Begin at the line containing "filename src/main.rs" in the data below and go on through the line containing "logging::init(&config.logging)?;", repeating each line exactly; include both ends and no other line.

[Start of Attachment]

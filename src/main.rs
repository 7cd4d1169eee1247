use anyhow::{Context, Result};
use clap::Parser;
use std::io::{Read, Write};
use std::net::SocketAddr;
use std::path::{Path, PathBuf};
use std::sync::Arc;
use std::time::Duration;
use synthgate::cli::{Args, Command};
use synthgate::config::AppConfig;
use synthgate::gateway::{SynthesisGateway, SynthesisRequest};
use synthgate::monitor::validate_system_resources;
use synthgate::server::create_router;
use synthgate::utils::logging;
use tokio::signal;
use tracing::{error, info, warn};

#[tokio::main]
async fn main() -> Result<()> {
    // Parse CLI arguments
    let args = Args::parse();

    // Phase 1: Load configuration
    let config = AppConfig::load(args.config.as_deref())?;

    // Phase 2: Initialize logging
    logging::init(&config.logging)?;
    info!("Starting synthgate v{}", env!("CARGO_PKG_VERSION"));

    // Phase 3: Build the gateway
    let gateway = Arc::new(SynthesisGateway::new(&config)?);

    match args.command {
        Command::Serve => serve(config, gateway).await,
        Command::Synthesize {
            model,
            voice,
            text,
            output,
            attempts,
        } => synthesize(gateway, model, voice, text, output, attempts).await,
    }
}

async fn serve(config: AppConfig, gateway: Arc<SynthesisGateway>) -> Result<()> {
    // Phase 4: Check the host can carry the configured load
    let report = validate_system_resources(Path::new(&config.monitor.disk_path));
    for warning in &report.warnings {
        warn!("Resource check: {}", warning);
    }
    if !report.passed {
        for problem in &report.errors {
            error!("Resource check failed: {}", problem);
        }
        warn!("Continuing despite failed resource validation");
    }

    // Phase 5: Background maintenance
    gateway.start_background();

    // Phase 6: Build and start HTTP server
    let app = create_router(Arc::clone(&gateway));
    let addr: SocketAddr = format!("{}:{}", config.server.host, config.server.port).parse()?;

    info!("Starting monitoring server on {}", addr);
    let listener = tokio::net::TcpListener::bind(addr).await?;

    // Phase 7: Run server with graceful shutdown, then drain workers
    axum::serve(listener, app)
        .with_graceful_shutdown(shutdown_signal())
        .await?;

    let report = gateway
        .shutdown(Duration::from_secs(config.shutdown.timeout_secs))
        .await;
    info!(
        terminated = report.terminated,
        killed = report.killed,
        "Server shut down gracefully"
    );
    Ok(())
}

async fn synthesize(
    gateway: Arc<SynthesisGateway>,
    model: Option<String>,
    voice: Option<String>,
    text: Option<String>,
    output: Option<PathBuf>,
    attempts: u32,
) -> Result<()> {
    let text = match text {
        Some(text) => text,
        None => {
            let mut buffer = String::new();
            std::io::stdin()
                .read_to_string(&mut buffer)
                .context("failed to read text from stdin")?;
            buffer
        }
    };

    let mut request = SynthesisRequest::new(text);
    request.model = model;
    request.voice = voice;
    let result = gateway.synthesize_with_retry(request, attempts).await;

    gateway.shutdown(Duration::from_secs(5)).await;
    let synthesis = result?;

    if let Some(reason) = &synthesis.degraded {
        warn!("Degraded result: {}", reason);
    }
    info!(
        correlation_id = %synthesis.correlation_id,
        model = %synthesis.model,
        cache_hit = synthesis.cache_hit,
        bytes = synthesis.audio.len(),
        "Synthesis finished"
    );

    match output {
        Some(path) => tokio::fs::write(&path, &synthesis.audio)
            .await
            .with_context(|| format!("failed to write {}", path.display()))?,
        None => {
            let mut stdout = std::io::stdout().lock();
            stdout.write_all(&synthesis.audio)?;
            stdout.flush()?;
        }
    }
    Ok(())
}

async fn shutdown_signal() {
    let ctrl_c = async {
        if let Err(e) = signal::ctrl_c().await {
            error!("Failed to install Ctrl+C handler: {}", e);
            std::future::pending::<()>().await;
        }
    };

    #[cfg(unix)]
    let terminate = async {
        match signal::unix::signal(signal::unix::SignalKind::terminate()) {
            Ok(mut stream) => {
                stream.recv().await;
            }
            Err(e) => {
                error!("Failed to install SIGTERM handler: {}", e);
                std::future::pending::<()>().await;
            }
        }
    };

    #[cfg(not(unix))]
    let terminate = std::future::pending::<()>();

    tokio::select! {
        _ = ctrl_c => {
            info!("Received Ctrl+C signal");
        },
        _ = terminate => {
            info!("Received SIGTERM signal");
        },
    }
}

[End of Attachment]
[Start of Attachment]

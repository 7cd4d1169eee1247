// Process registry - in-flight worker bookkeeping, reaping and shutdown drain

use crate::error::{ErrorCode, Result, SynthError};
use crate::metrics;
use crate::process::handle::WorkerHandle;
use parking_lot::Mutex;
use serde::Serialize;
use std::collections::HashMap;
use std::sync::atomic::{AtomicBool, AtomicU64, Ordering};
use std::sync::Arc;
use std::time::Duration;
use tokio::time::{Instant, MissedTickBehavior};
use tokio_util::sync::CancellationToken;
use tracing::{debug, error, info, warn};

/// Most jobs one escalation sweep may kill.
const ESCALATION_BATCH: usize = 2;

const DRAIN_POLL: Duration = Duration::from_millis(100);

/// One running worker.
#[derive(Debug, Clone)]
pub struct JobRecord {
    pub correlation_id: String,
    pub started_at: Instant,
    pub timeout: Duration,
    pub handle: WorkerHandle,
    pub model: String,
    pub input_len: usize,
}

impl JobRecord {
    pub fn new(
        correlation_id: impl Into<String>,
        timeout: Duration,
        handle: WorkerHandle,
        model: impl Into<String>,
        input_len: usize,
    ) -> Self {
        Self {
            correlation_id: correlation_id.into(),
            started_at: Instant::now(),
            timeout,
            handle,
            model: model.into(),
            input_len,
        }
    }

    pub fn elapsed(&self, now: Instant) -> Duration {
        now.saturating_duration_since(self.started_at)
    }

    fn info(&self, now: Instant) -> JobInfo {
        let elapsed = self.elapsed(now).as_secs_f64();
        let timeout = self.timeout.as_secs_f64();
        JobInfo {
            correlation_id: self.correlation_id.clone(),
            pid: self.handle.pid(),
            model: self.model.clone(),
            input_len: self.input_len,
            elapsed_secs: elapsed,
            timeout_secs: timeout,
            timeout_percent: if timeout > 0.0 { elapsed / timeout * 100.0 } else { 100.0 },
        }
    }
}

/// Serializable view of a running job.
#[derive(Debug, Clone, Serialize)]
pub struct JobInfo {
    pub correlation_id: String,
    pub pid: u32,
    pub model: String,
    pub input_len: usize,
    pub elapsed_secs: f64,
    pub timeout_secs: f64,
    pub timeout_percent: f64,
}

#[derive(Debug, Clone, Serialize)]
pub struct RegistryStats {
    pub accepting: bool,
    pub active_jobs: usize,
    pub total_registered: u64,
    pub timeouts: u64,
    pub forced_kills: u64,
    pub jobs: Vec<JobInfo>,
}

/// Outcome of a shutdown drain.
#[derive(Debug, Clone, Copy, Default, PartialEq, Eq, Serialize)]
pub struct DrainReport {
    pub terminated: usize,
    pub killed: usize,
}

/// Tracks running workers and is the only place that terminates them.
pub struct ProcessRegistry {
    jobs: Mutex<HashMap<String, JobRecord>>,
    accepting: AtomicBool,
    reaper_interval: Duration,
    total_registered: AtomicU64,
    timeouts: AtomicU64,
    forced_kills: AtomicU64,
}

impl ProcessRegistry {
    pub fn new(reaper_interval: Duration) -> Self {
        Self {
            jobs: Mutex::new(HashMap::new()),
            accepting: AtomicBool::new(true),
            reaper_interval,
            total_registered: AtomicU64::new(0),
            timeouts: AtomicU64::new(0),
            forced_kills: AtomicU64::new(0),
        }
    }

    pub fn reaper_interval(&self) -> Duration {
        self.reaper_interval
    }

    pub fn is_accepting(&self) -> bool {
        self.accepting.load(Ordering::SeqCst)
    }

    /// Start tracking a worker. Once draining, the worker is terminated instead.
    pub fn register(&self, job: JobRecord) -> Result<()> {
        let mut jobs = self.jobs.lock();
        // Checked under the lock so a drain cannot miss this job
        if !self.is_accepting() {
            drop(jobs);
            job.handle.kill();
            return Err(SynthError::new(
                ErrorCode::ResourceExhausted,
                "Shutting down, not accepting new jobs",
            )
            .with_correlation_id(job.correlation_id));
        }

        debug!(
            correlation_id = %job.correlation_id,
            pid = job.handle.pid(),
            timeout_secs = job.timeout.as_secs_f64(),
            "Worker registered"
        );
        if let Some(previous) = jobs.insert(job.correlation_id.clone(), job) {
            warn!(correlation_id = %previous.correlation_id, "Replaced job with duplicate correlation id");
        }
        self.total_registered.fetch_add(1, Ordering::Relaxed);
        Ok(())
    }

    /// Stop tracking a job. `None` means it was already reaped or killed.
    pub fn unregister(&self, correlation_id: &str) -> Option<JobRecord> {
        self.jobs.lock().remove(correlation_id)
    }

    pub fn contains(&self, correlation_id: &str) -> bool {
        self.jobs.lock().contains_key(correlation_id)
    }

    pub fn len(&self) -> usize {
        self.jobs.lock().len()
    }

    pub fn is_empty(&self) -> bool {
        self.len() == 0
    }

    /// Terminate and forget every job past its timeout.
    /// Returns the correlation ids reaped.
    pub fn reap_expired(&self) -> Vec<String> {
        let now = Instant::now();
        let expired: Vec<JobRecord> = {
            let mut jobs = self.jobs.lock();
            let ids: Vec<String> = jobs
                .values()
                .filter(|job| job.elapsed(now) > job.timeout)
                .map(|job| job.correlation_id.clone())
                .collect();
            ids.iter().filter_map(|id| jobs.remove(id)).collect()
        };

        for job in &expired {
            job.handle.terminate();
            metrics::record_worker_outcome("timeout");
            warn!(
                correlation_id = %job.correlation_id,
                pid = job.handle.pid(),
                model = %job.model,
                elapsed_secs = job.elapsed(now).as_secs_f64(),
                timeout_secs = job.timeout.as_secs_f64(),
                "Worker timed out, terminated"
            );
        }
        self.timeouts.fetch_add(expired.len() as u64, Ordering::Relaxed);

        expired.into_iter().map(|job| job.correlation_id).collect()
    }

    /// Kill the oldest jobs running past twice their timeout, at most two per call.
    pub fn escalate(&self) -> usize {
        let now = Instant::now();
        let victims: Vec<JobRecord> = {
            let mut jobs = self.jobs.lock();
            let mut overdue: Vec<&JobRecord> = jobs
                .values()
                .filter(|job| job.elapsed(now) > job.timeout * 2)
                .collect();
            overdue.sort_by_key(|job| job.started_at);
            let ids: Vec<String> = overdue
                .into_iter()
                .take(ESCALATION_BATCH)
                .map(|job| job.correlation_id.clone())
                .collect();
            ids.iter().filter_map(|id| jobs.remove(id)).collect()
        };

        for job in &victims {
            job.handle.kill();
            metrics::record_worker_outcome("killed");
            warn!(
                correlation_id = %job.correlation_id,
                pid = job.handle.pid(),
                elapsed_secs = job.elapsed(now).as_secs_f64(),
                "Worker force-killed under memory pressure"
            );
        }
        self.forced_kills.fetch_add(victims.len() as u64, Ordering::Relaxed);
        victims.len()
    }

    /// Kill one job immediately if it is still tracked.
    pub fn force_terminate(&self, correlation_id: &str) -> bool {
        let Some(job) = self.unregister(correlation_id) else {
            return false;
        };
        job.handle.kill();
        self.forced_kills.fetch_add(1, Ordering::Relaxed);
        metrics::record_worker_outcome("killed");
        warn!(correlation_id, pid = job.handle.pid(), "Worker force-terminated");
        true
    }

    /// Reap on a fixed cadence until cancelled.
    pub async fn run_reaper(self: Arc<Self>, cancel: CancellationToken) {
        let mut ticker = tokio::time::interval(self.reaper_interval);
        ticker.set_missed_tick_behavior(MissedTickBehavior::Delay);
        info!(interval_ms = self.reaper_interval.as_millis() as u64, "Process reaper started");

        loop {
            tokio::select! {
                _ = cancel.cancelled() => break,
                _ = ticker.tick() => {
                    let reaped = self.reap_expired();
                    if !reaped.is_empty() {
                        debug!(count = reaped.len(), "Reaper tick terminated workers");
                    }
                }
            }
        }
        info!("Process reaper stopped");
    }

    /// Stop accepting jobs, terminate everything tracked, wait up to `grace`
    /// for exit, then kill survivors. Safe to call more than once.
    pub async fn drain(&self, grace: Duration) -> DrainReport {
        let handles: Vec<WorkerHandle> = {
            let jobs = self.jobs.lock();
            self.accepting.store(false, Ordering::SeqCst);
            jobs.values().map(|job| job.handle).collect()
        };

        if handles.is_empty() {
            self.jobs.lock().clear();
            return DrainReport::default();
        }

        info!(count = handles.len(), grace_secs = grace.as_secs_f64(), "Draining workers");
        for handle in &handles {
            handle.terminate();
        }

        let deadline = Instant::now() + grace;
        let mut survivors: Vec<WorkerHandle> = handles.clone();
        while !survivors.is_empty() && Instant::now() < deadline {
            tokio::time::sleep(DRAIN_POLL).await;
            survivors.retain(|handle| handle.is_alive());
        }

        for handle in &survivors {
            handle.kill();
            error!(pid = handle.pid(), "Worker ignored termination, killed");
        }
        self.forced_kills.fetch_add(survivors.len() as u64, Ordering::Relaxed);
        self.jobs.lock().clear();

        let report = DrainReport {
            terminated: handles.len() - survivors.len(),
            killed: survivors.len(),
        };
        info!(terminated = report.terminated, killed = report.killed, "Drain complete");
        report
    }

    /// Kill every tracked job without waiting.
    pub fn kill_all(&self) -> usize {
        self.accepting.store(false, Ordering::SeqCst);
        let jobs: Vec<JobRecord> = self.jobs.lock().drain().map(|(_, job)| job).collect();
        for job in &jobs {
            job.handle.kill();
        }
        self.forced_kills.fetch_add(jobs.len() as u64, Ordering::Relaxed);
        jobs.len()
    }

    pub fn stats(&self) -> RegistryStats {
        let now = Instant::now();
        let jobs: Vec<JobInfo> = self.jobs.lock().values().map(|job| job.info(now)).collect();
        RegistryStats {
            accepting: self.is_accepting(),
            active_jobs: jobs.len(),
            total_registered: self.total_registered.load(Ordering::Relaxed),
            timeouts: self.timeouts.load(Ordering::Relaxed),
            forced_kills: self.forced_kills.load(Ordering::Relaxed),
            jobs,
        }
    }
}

[End of Attachment]

§ **YOUR RESPONSE**:
filename src/main.rs
repository 7cd4d1169eee1247
use anyhow::{Context, Result};
use clap::Parser;
use std::io::{Read, Write};
use std::net::SocketAddr;
use std::path::{Path, PathBuf};
use std::sync::Arc;
use std::time::Duration;
use synthgate::cli::{Args, Command};
use synthgate::config::AppConfig;
use synthgate::gateway::{SynthesisGateway, SynthesisRequest};
use synthgate::monitor::validate_system_resources;
use synthgate::server::create_router;
use synthgate::utils::logging;
use tokio::signal;
use tracing::{error, info, warn};

#[tokio::main]
async fn main() -> Result<()> {
    // Parse CLI arguments
    let args = Args::parse();

    // Phase 1: Load configuration
    let config = AppConfig::load(args.config.as_deref())?;

    // Phase 2: Initialize logging
    logging::init(&config.logging)?;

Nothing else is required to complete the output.